The Mankin histological scores of cartilage in the TN14003, T140, AMD3100, and blank control groups were successively increased, and the observed differences were statistically significant (P < 0.05). The degree of cartilage degeneration was the lowest in the TN14003 group (Fig. 7 − 3).

The SDF-1/CXCR4 signaling pathway has a pivotal role in the pathological processes of OA^12,31. Previous studies have demonstrated that SDF-1 can lead to the Col II degradation of human articular cartilage, and induce the expression and secretion of MMP-3 and MMP-13 at the mRNA level³². When SDF-1 binds to CXCR4, it activates phosphorylated extracellular signal-regulated kinase (ERK)^19,33, related kinases (p38MAPK) and other signaling downstream pathways^34,35. In addition, it stimulates synovial membranes and chondrocytes to secrete matrix metalloproteinases (MMPs) and degrade cartilage extracellular matrix (ECM), thus promoting joint degeneration and inducing OA^36–40. Our previous studies suggested that CXCR4 antagonists could regulate the cartilage degradation induced by SDF-1 by blocking the SDF-1/CXCR4 signaling pathway; increase the expression levels of Col II and ACAN in OA cartilage tissues, and promote the synthesis of Col II^15,30. In this experiment, chondrocytes of OA patients were treated with CXCR4 antagonists for ten days. No difference in morphology, proliferation rate, and apoptosis were observed between AMD3100, T140 and TN14003. Moreover, the results showed that TN14003, T140, and AMD3100 could reduce the secretion of MMP-3 and MMP-13 in a time-dependent manner. In addition, those drugs decreased the mRNA expression levels of ACAN and Col II decreased in a time-dependent manner; mRNA expression levels of ACAN and Col II were significantly higher, and the MMP-3 and MMP-13 were significantly lower in TN14003 group compared to other three groups (all P < 0.05); these levels were significantly lower in TN14003 compared to T140, and AMD3100. The observed differences might be explained with the fact that TN14003 is a derivative of T140, and thus has a higher stability and low cytotoxicity^28,30,41. AMD3100, on the other hand, is a partial antagonist of CXCR4, which has low antagonistic efficiency and high cytotoxicity²⁵.

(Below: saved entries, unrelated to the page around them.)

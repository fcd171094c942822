//! Conversion of one upload, end to end.
//!
//! [`convert_upload`] is the whole request lifecycle minus HTTP:
//!
//! ```text
//! Upload ──▶ validate ──▶ stage ──▶ convert ──▶ cleanup ──▶ normalise
//!           (.pdf?)     (tmp file) (converter) (always)    (into_markdown)
//! ```
//!
//! The cleanup step runs whether the converter succeeded, failed or timed
//! out; only a failed validation skips it, because nothing was staged.

use crate::config::ServerConfig;
use crate::converter::{ConverterOutput, DocumentConverter};
use crate::error::{ConverterError, Pdf2MdError};
use crate::output::ConversionResult;
use crate::staging::StagedUpload;
use axum::body::Bytes;
use std::path::Path;
use std::time::{Duration, Instant};
use tracing::{error, info, warn};

/// A file received in one request.
#[derive(Debug, Clone)]
pub struct Upload {
    pub filename: String,
    pub content: Bytes,
}

impl Upload {
    pub fn new(filename: impl Into<String>, content: impl Into<Bytes>) -> Self {
        Self {
            filename: filename.into(),
            content: content.into(),
        }
    }
}

/// Whether `filename` ends in `.pdf`, ignoring case.
pub fn is_pdf_filename(filename: &str) -> bool {
    filename.to_lowercase().ends_with(".pdf")
}

/// Reject filenames without a `.pdf` extension.
pub fn ensure_pdf(filename: &str) -> Result<(), Pdf2MdError> {
    if is_pdf_filename(filename) {
        Ok(())
    } else {
        Err(Pdf2MdError::InvalidInput {
            filename: filename.to_string(),
        })
    }
}

/// Convert an uploaded PDF to Markdown.
///
/// # Errors
/// - [`Pdf2MdError::InvalidInput`] when the filename is not `.pdf`; nothing
///   is written to disk in that case.
/// - [`Pdf2MdError::ConversionFailed`] when staging or conversion fails.
pub async fn convert_upload(
    converter: &dyn DocumentConverter,
    upload: Upload,
    config: &ServerConfig,
) -> Result<ConversionResult, Pdf2MdError> {
    let total_start = Instant::now();
    let Upload { filename, content } = upload;

    // ── Step 1: Validate ─────────────────────────────────────────────────
    ensure_pdf(&filename)?;
    info!(
        "Starting conversion: {} ({} bytes) via {}",
        filename,
        content.len(),
        converter.name()
    );

    // ── Step 2: Stage ────────────────────────────────────────────────────
    let staged = StagedUpload::write(config.staging_dir.as_deref(), content)
        .await
        .map_err(|e| {
            error!("Failed to stage '{}': {}", filename, e);
            Pdf2MdError::conversion(e)
        })?;

    // ── Step 3: Convert ──────────────────────────────────────────────────
    let outcome = run_converter(converter, staged.path(), config.convert_timeout()).await;

    // ── Step 4: Clean up ─────────────────────────────────────────────────
    if let Err(e) = staged.remove().await {
        warn!("Failed to remove staged upload for '{}': {}", filename, e);
    }

    // ── Step 5: Normalise ────────────────────────────────────────────────
    let output = outcome.map_err(|e| {
        error!("Conversion of '{}' failed: {}", filename, e);
        Pdf2MdError::from(e)
    })?;
    let markdown = output.into_markdown();

    info!(
        "Conversion complete: {} → {} chars in {}ms",
        filename,
        markdown.len(),
        total_start.elapsed().as_millis()
    );

    Ok(ConversionResult { markdown, filename })
}

async fn run_converter(
    converter: &dyn DocumentConverter,
    pdf_path: &Path,
    timeout: Option<Duration>,
) -> Result<ConverterOutput, ConverterError> {
    match timeout {
        Some(limit) => tokio::time::timeout(limit, converter.convert(pdf_path))
            .await
            .map_err(|_| ConverterError::Timeout {
                secs: limit.as_secs(),
            })?,
        None => converter.convert(pdf_path).await,
    }
}
async fn run_client_loop(socket: &mut WebSocket, ctx: &mut ConnCtx) -> Result<(), NetError> {
    let mut fatal: Option<NetError> = None;

    loop {
        let disconnect: bool = tokio::select! {
            incoming = socket.recv() => {
                match handle_incoming_ws(incoming, ctx).await {
                    Ok(LoopControl::Continue) => false,
                    Ok(LoopControl::Disconnect) => true,
                    Err(e) => {
                        fatal = Some(e);
                        true
                    }
                }
            }

            world_msg = ctx.world_bytes_rx.recv() => {
                match world_msg {
                    Ok(bytes) => matches!(
                        forward_world_bytes(bytes, socket, ctx).await,
                        LoopControl::Disconnect
                    ),
                    Err(broadcast::error::RecvError::Lagged(n)) => {
                        if should_log(&mut ctx.last_world_lag_log) {
                            warn!(missed = n, "world updates lagged; sending snapshot");
                        }

                        // Resync strategy: send the latest world snapshot.
                        let latest = ctx.world_latest_rx.borrow().clone();
                        if latest.is_empty() {
                            false
                        } else {
                            ctx.lag_recovery_count += 1;
                            matches!(
                                forward_world_bytes(latest, socket, ctx).await,
                                LoopControl::Disconnect
                            )
                        }
                    }
                    Err(broadcast::error::RecvError::Closed) => {
                        fatal = Some(NetError::WorldUpdatesClosed);
                        true
                    }
                }
            }

            changed_state = ctx.server_state_rx.changed() => {
                match changed_state {
                    Ok(()) => {
                        let st = ctx.server_state_rx.borrow().clone();
                        matches!(
                            forward_message(&ServerMessage::GameState(st.into()), socket, ctx).await,
                            LoopControl::Disconnect
                        )
                    }
                    Err(_) => {
                        warn!("server state channel closed; disconnecting");
                        fatal = Some(NetError::ServerStateClosed);
                        true
                    }
                }
            }

            _ = ctx.ping_timer.tick() => {
                let nonce = ctx.next_nonce;
                ctx.next_nonce += 1;
                ctx.pending_ping = Some((nonce, Instant::now()));
                matches!(
                    forward_message(&ServerMessage::Ping { nonce }, socket, ctx).await,
                    LoopControl::Disconnect
                )
            }
        };

        if disconnect {
            if let Some(frame) = ctx.close_frame.take() {
                let _ = socket.send(Message::Close(Some(frame))).await;
            }
            if let Err(err) = socket.close().await.map_err(NetError::Ws) {
                debug!(error = ?err, "socket close error");
            }
            break;
        }
    }

    if let Err(e) = disconnect_cleanup(ctx).await {
        warn!(error = ?e, "error during disconnect cleanup");
        if fatal.is_none() {
            fatal = Some(e);
        }
    }

    match fatal {
        Some(err) => Err(err),
        None => Ok(()),
    }
}
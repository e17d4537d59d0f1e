// Framework bootstrap for the arena host runtime.

use crate::frameworks::config::{self, ArenaConfig};
use crate::interface_adapters::net::{world_update_serializer, ws_handler};
use crate::interface_adapters::state::AppState;
use crate::use_cases::game::{LoopSettings, WorldChannels, world_task};
use crate::use_cases::presentation::{Presenter, presentation_task};
use crate::use_cases::{GameEvent, HostSimulation, ServerState, WorldUpdate};

use axum::{Router, extract::ws::Utf8Bytes, routing::get};
use std::net::SocketAddr;
use std::{io::Result, sync::Arc};
use tokio::sync::{broadcast, mpsc, watch};

fn init_runtime() {
    let _ = dotenvy::dotenv();

    let filter = tracing_subscriber::EnvFilter::try_from_default_env()
        .unwrap_or_else(|_| tracing_subscriber::EnvFilter::new("info"));

    let json = matches!(std::env::var("LOG_FORMAT").as_deref(), Ok("json"));
    if json {
        tracing_subscriber::fmt()
            .with_env_filter(filter)
            .with_target(false)
            .json()
            .with_current_span(true)
            .init();
    } else {
        tracing_subscriber::fmt()
            .with_env_filter(filter)
            .with_target(false)
            .compact()
            .init();
    }

    std::panic::set_hook(Box::new(|info| {
        let backtrace = std::backtrace::Backtrace::capture();
        tracing::error!(%info, ?backtrace, "panic");
    }));
}

pub async fn run(listener: tokio::net::TcpListener) -> Result<()> {
    let address = listener.local_addr()?;
    let state = build_state()?;

    let app = Router::new()
        .route("/ws", get(ws_handler))
        .with_state(state);

    tracing::info!(%address, "listening");

    // Serve app and report errors rather than panicking
    axum::serve(listener, app).await.inspect_err(|e| {
        tracing::error!(error = %e, "server error");
    })
}

pub async fn run_with_config() -> Result<()> {
    init_runtime();

    let address = SocketAddr::from(([127, 0, 0, 1], config::http_port()));

    let listener = tokio::net::TcpListener::bind(address)
        .await
        .inspect_err(|e| {
            tracing::error!(%address, error = %e, "failed to bind");
        })?;

    run(listener).await
}

// Configuration errors abort startup before any task is spawned.
fn build_state() -> Result<Arc<AppState>> {
    let path = config::arena_config_path();
    let (arena, tick_rate, settings) = ArenaConfig::load(path.as_deref())
        .and_then(|arena| {
            let tick_rate = config::tick_rate()?;
            let settings = arena.host_settings(config::seed())?;
            Ok((arena, tick_rate, settings))
        })
        .inspect_err(|e| tracing::error!(error = %e, "invalid arena configuration"))
        .map_err(std::io::Error::other)?;
    tracing::debug!(
        config = ?path,
        tick_rate = tick_rate.ticks_per_second(),
        spawn_points = arena.spawn_points.len(),
        compensation = ?arena.compensation,
        "arena configured"
    );

    // input_tx/rx: All client inputs go to the single world task.
    let (input_tx, input_rx) = mpsc::channel::<GameEvent>(config::INPUT_CHANNEL_CAPACITY);
    // world_tx/rx: World updates are broadcast to the wire serializer.
    let (world_tx, _world_rx) = broadcast::channel::<WorldUpdate>(config::WORLD_BROADCAST_CAPACITY);
    // snapshot_tx/rx: Latest update only, read by the presentation observer.
    let (snapshot_tx, snapshot_rx) = watch::channel(WorldUpdate::default());
    let (world_bytes_tx, _world_bytes_rx) =
        broadcast::channel::<Utf8Bytes>(config::WORLD_BROADCAST_CAPACITY);
    let (world_latest_tx, _world_latest_rx) = watch::channel::<Utf8Bytes>(Utf8Bytes::from(""));
    let (server_state_tx, _server_state_rx) = watch::channel::<ServerState>(ServerState::Lobby);

    let state = Arc::new(AppState {
        input_tx,
        world_tx,
        world_bytes_tx,
        world_latest_tx,
        server_state_tx,
        ping_interval: config::PING_INTERVAL,
    });

    // Subscribe before the world task starts so the first tick is not missed.
    tokio::spawn(world_update_serializer(
        state.world_tx.subscribe(),
        state.world_bytes_tx.clone(),
        state.world_latest_tx.clone(),
    ));

    tokio::spawn(presentation_task(
        snapshot_rx,
        Presenter::new(arena.player, tick_rate),
        config::presentation_interval(),
    ));

    tokio::spawn(world_task(
        HostSimulation::new(settings),
        input_rx,
        WorldChannels {
            world_tx: state.world_tx.clone(),
            snapshot_tx,
            server_state_tx: state.server_state_tx.clone(),
        },
        LoopSettings {
            tick_rate,
            match_start_delay: config::match_start_delay(),
        },
    ));

    Ok(state)
}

Furthermore, we examined the effect of drugs in the Hartley guinea pig model with spontaneous OA. After 12 weeks of conventional breeding, animals were sacrificed, and articular cartilages of knees were collected and analyzed by H&E and safranin O staining. The basic structures of articular cartilage were clear; chondrocytes were densely arranged; the nuclei were uniformly stained, and the cartilage surface was flat. This was not observed in the control group. Further modified Mankin score showed that the TN14003 group had the lowest score indicating that TN14003, T140, and AMD3100 could target block SDF-1/CXCR4 signaling pathway and reduce the degeneration of knee cartilage tissues in vivo.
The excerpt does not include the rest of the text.